_WORK INSTRUCTIONS_
Below are entries. Pull out all lines containing "matches".

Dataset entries

------------------------------------------------------------

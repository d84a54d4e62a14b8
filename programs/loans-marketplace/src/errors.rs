use anchor_lang::prelude::*;

#[error_code]
pub enum LoanError {
    #[msg("Invalid parameter")]
    InvalidParam,

    #[msg("Operation not allowed in the current loan state")]
    InvalidState,

    #[msg("Calculation overflow")]
    MathOverflow,

    #[msg("Funding window is over")]
    FundingWindowOver,

    #[msg("Funding deadline has passed")]
    FundingExpired,

    #[msg("Loan is not fully funded")]
    NotFullyFunded,

    #[msg("Insufficient collateral")]
    InsufficientCollateral,

    #[msg("Too early")]
    TooEarly,

    #[msg("Invalid account")]
    InvalidAccount,

    #[msg("Insufficient funding")]
    InsufficientFunding,

    #[msg("Already claimed")]
    AlreadyClaimed,

    #[msg("Amount exceeds what the loan allows")]
    ExceedsLoanAmount,

    #[msg("Unauthorized access")]
    Unauthorized,

    #[msg("Nothing to claim")]
    NothingToClaim,

    #[msg("Attestation signature does not match the configured attestor")]
    InvalidSignature,

    #[msg("Attestation expired")]
    AttestationExpired,

    #[msg("Attestation revoked")]
    AttestationRevoked,
}
//! Loan and lender-share transitions.
//!
//! Every method checks all of its preconditions before touching any field, so a
//! rejected call leaves both accounts exactly as they were. Token movements are
//! returned to the caller, which performs the matching SPL transfers in the same
//! instruction.

use std::ops::DerefMut;

use anchor_lang::prelude::*;

use crate::constants::{GRACE_PERIOD_SECS, MAX_APR_BPS, MAX_LENDERS_PER_LOAN, MIN_TERM_SECS};
use crate::errors::LoanError;
use crate::math;
use crate::state::{LenderShare, LoanAccount, LoanState};

/// Borrower-chosen terms of a loan request
#[derive(Clone, Copy, Debug, PartialEq, Eq)]
pub struct LoanTerms {
    pub amount: u64,
    pub term_secs: i64,
    pub max_apr_bps: u32,
    pub min_collateral_bps: u32,
    pub funding_deadline: i64,
}

impl LoanTerms {
    pub fn validate(&self, now: i64) -> Result<()> {
        require!(self.amount > 0, LoanError::InvalidParam);
        require!(self.term_secs >= MIN_TERM_SECS, LoanError::InvalidParam);
        require!(
            self.max_apr_bps > 0 && self.max_apr_bps <= MAX_APR_BPS,
            LoanError::InvalidParam
        );
        require!(self.min_collateral_bps <= 10_000, LoanError::InvalidParam);
        require!(self.funding_deadline > now, LoanError::InvalidParam);
        Ok(())
    }
}

/// Token movements caused by a repayment
#[derive(Clone, Copy, Debug, PartialEq, Eq, Default)]
pub struct RepaymentOutcome {
    pub interest: u64,
    pub principal: u64,
    /// Part of `interest` routed to the fee sink instead of escrow
    pub fee: u64,
    /// Collateral returned to the borrower when the loan settles
    pub collateral_released: u64,
    pub settled: bool,
}

impl RepaymentOutcome {
    /// Amount that lands in escrow for lenders
    pub fn to_escrow(&self) -> u64 {
        self.principal + self.interest - self.fee
    }
}

#[derive(Clone, Copy, Debug, PartialEq, Eq, Default)]
pub struct ClaimOutcome {
    pub principal: u64,
    pub interest: u64,
}

impl ClaimOutcome {
    pub fn total(&self) -> u64 {
        self.principal + self.interest
    }
}

impl LoanAccount {
    /// Creates a loan request already open for funding.
    pub fn new_request(
        borrower: Pubkey,
        loan_id: u64,
        bump: u8,
        terms: LoanTerms,
        now: i64,
    ) -> Result<Self> {
        terms.validate(now)?;

        Ok(Self {
            borrower,
            loan_id,
            bump,
            amount: terms.amount,
            term_secs: terms.term_secs,
            max_apr_bps: terms.max_apr_bps,
            min_collateral_bps: terms.min_collateral_bps,
            funding_deadline: terms.funding_deadline,
            state: LoanState::Funding,
            ..Default::default()
        })
    }

    /// Adds `amount` from `lender`, creating the lender's share on first contribution.
    pub fn fund(
        &mut self,
        loan_key: Pubkey,
        share: &mut LenderShare,
        lender: Pubkey,
        share_bump: u8,
        amount: u64,
        now: i64,
    ) -> Result<()> {
        require!(amount > 0, LoanError::InvalidParam);
        require!(self.state == LoanState::Funding, LoanError::InvalidState);
        require!(now <= self.funding_deadline, LoanError::FundingExpired);

        let new_funded = self
            .funded_amount
            .checked_add(amount)
            .ok_or(LoanError::MathOverflow)?;
        require!(new_funded <= self.amount, LoanError::ExceedsLoanAmount);

        let is_new = share.lender == Pubkey::default();
        if is_new {
            require!(
                self.lender_count < MAX_LENDERS_PER_LOAN,
                LoanError::InvalidParam
            );
        } else {
            require_keys_eq!(share.lender, lender, LoanError::InvalidAccount);
            require_keys_eq!(share.loan, loan_key, LoanError::InvalidAccount);
        }
        let new_principal = share
            .principal
            .checked_add(amount)
            .ok_or(LoanError::MathOverflow)?;

        if is_new {
            share.lender = lender;
            share.loan = loan_key;
            share.bump = share_bump;
            self.lender_count += 1;
        }
        share.principal = new_principal;
        self.funded_amount = new_funded;

        Ok(())
    }

    /// Stages collateral in escrow ahead of drawdown.
    pub fn deposit_collateral(&mut self, amount: u64, now: i64) -> Result<()> {
        require!(amount > 0, LoanError::InvalidParam);
        require!(
            matches!(self.state, LoanState::Funding | LoanState::Funded),
            LoanError::InvalidState
        );
        if self.state == LoanState::Funding {
            require!(now <= self.funding_deadline, LoanError::FundingWindowOver);
        }

        self.collateral_amount = self
            .collateral_amount
            .checked_add(amount)
            .ok_or(LoanError::MathOverflow)?;

        Ok(())
    }

    /// Locks the APR and freezes every lender's pro-rata share.
    ///
    /// `shares` must be the complete set of this loan's shares.
    pub fn finalize_funding<S>(&mut self, loan_key: Pubkey, shares: &mut [S]) -> Result<()>
    where
        S: DerefMut<Target = LenderShare>,
    {
        require!(self.state == LoanState::Funding, LoanError::InvalidState);
        require!(self.funded_amount == self.amount, LoanError::NotFullyFunded);
        require!(
            shares.len() == self.lender_count as usize,
            LoanError::InvalidAccount
        );

        let mut positions: Vec<(Pubkey, u64)> = Vec::with_capacity(shares.len());
        for share in shares.iter() {
            require_keys_eq!(share.loan, loan_key, LoanError::InvalidAccount);
            require!(
                !positions.iter().any(|(lender, _)| *lender == share.lender),
                LoanError::InvalidAccount
            );
            positions.push((share.lender, share.principal));
        }

        let bps = math::pro_rata_shares(&positions, self.funded_amount)?;
        for (share, bps) in shares.iter_mut().zip(bps) {
            share.pro_rata_bps = bps;
        }

        self.actual_apr_bps = self.max_apr_bps;
        self.state = LoanState::Funded;

        Ok(())
    }

    /// Starts the loan clock. Returns the principal to release to the borrower.
    pub fn drawdown(&mut self, now: i64) -> Result<u64> {
        require!(self.state == LoanState::Funded, LoanError::InvalidState);
        require!(
            math::meets_collateral_requirement(
                self.collateral_amount,
                self.funded_amount,
                self.min_collateral_bps
            )?,
            LoanError::InsufficientCollateral
        );
        let due_ts = now
            .checked_add(self.term_secs)
            .ok_or(LoanError::MathOverflow)?;

        self.start_ts = now;
        self.due_ts = due_ts;
        self.last_accrual_ts = now;
        self.outstanding_principal = self.funded_amount;
        self.state = LoanState::Drawn;

        Ok(self.funded_amount)
    }

    /// Interest earned since `last_accrual_ts` that has not been booked yet.
    pub fn pending_interest(&self, now: i64) -> Result<u64> {
        if now <= self.last_accrual_ts {
            return Ok(0);
        }
        math::accrue(
            self.outstanding_principal,
            self.actual_apr_bps,
            now - self.last_accrual_ts,
        )
    }

    /// Books pending interest into `accrued_interest`. Returns the amount booked.
    pub fn accrue_interest(&mut self, now: i64) -> Result<u64> {
        require!(self.state == LoanState::Drawn, LoanError::InvalidState);

        let interest = self.pending_interest(now)?;
        let accrued = self
            .accrued_interest
            .checked_add(interest)
            .ok_or(LoanError::MathOverflow)?;

        self.accrued_interest = accrued;
        if now > self.last_accrual_ts {
            self.last_accrual_ts = now;
        }

        Ok(interest)
    }

    /// Principal plus interest owed at `now`, the exact amount that settles the loan.
    pub fn outstanding_balance(&self, now: i64) -> Result<u64> {
        if self.state != LoanState::Drawn {
            return Ok(0);
        }
        let pending = self.pending_interest(now)?;
        self.outstanding_principal
            .checked_add(self.accrued_interest)
            .and_then(|owed| owed.checked_add(pending))
            .ok_or(error!(LoanError::MathOverflow))
    }

    /// Applies a repayment: accrued interest first, then principal.
    pub fn repay(&mut self, amount: u64, fee_bps: u16, now: i64) -> Result<RepaymentOutcome> {
        require!(amount > 0, LoanError::InvalidParam);
        require!(self.state == LoanState::Drawn, LoanError::InvalidState);

        let accrued = self
            .accrued_interest
            .checked_add(self.pending_interest(now)?)
            .ok_or(LoanError::MathOverflow)?;
        let split = math::split_repayment(amount, accrued, self.outstanding_principal)?;
        let fee = math::protocol_fee(split.interest, fee_bps)?;

        let total_repaid_interest = self
            .total_repaid_interest
            .checked_add(split.interest)
            .ok_or(LoanError::MathOverflow)?;
        let total_repaid_principal = self
            .total_repaid_principal
            .checked_add(split.principal)
            .ok_or(LoanError::MathOverflow)?;
        let total_fees_paid = self
            .total_fees_paid
            .checked_add(fee)
            .ok_or(LoanError::MathOverflow)?;

        self.accrued_interest = accrued - split.interest;
        if now > self.last_accrual_ts {
            self.last_accrual_ts = now;
        }
        self.outstanding_principal -= split.principal;
        self.total_repaid_interest = total_repaid_interest;
        self.total_repaid_principal = total_repaid_principal;
        self.total_fees_paid = total_fees_paid;

        let mut outcome = RepaymentOutcome {
            interest: split.interest,
            principal: split.principal,
            fee,
            ..Default::default()
        };

        if self.outstanding_principal == 0 {
            outcome.collateral_released = self.collateral_amount;
            outcome.settled = true;
            self.collateral_amount = 0;
            self.state = LoanState::Settled;
        }

        Ok(outcome)
    }

    /// First instant at which the loan may be defaulted.
    pub fn default_eligible_after(&self) -> Result<i64> {
        self.due_ts
            .checked_add(GRACE_PERIOD_SECS)
            .ok_or(error!(LoanError::MathOverflow))
    }

    /// Moves an overdue loan to `Defaulted`, freezing its collateral for lenders.
    pub fn mark_default(&mut self, now: i64) -> Result<()> {
        require!(self.state == LoanState::Drawn, LoanError::InvalidState);
        require!(now > self.default_eligible_after()?, LoanError::TooEarly);

        self.accrue_interest(now)?;
        self.state = LoanState::Defaulted;

        Ok(())
    }

    /// Lifecycle status as seen by readers; reports `Delinquent` for an overdue drawn loan.
    pub fn status_at(&self, now: i64) -> LoanState {
        match self.state {
            LoanState::Drawn if now > self.due_ts => LoanState::Delinquent,
            state => state,
        }
    }

    /// Credits `share` with its pro-rata part of everything repaid so far.
    pub fn claim_repayment(&self, loan_key: Pubkey, share: &mut LenderShare) -> Result<ClaimOutcome> {
        require!(
            matches!(
                self.state,
                LoanState::Drawn | LoanState::Settled | LoanState::Defaulted
            ),
            LoanError::InvalidState
        );
        require_keys_eq!(share.loan, loan_key, LoanError::InvalidAccount);

        let interest_pool = self
            .total_repaid_interest
            .checked_sub(self.total_fees_paid)
            .ok_or(LoanError::MathOverflow)?;
        let principal_due = math::bps_of(self.total_repaid_principal, share.pro_rata_bps)?;
        let interest_due = math::bps_of(interest_pool, share.pro_rata_bps)?;

        let outcome = ClaimOutcome {
            principal: principal_due
                .checked_sub(share.repaid_principal)
                .ok_or(LoanError::MathOverflow)?,
            interest: interest_due
                .checked_sub(share.repaid_interest)
                .ok_or(LoanError::MathOverflow)?,
        };
        require!(outcome.total() > 0, LoanError::NothingToClaim);

        share.repaid_principal = principal_due;
        share.repaid_interest = interest_due;

        Ok(outcome)
    }

    /// Marks `share` as paid out of the seized collateral. Returns its cut.
    pub fn claim_collateral(&self, loan_key: Pubkey, share: &mut LenderShare) -> Result<u64> {
        require!(self.state == LoanState::Defaulted, LoanError::InvalidState);
        require_keys_eq!(share.loan, loan_key, LoanError::InvalidAccount);
        require!(!share.collateral_claimed, LoanError::AlreadyClaimed);

        let cut = math::bps_of(self.collateral_amount, share.pro_rata_bps)?;
        share.collateral_claimed = true;

        Ok(cut)
    }

    fn require_funding_expired(&self, now: i64) -> Result<()> {
        require!(self.state == LoanState::Funding, LoanError::InvalidState);
        require!(now > self.funding_deadline, LoanError::TooEarly);
        // A fully funded loan must go through finalize_funding instead
        require!(self.funded_amount < self.amount, LoanError::InvalidState);
        Ok(())
    }

    /// Returns a lender's principal from a loan that missed its funding deadline.
    pub fn refund_expired(&mut self, loan_key: Pubkey, share: &mut LenderShare, now: i64) -> Result<u64> {
        self.require_funding_expired(now)?;
        require_keys_eq!(share.loan, loan_key, LoanError::InvalidAccount);
        require!(share.principal > 0, LoanError::InsufficientFunding);

        let refund = share.principal;
        self.funded_amount = self
            .funded_amount
            .checked_sub(refund)
            .ok_or(LoanError::MathOverflow)?;
        share.principal = 0;

        Ok(refund)
    }

    /// Returns staged collateral from a loan that missed its funding deadline.
    pub fn withdraw_expired_collateral(&mut self, now: i64) -> Result<u64> {
        self.require_funding_expired(now)?;
        require!(self.collateral_amount > 0, LoanError::NothingToClaim);

        let collateral = self.collateral_amount;
        self.collateral_amount = 0;

        Ok(collateral)
    }
}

------------------------------------------------------------

_ANSWER TO THIS EXERCISE_
            matches!(self.state, LoanState::Funding | LoanState::Funded),
            matches!(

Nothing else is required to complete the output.